#### Work order:
Wherever the string "SystemClock" shows up in the data below, copy the whole line.

#### The data:
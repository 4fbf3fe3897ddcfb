use chrono::{DateTime, Duration, Utc};
use std::sync::Mutex;

/// Time source for components that reason about elapsed time
/// (circuit breaker recovery, cooldown windows, daily counters).
pub trait Clock: Send + Sync {
    fn now(&self) -> DateTime<Utc>;
}

/// Real system clock for production use
#[derive(Debug, Default)]
pub struct SystemClock;

impl SystemClock {
    pub fn new() -> Self {
        Self
    }
}

impl Clock for SystemClock {
    fn now(&self) -> DateTime<Utc> {
        Utc::now()
    }
}

/// Manually-advanced clock for tests
pub struct ManualClock {
    now: Mutex<DateTime<Utc>>,
}

impl ManualClock {
    pub fn new(start: DateTime<Utc>) -> Self {
        Self {
            now: Mutex::new(start),
        }
    }

    pub fn advance(&self, by: Duration) {
        let mut now = self.now.lock().expect("clock poisoned");
        *now += by;
    }

    pub fn set(&self, to: DateTime<Utc>) {
        *self.now.lock().expect("clock poisoned") = to;
    }
}

impl Clock for ManualClock {
    fn now(&self) -> DateTime<Utc> {
        *self.now.lock().expect("clock poisoned")
    }
}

#### Answer area:
pub struct SystemClock;
impl SystemClock {
impl Clock for SystemClock {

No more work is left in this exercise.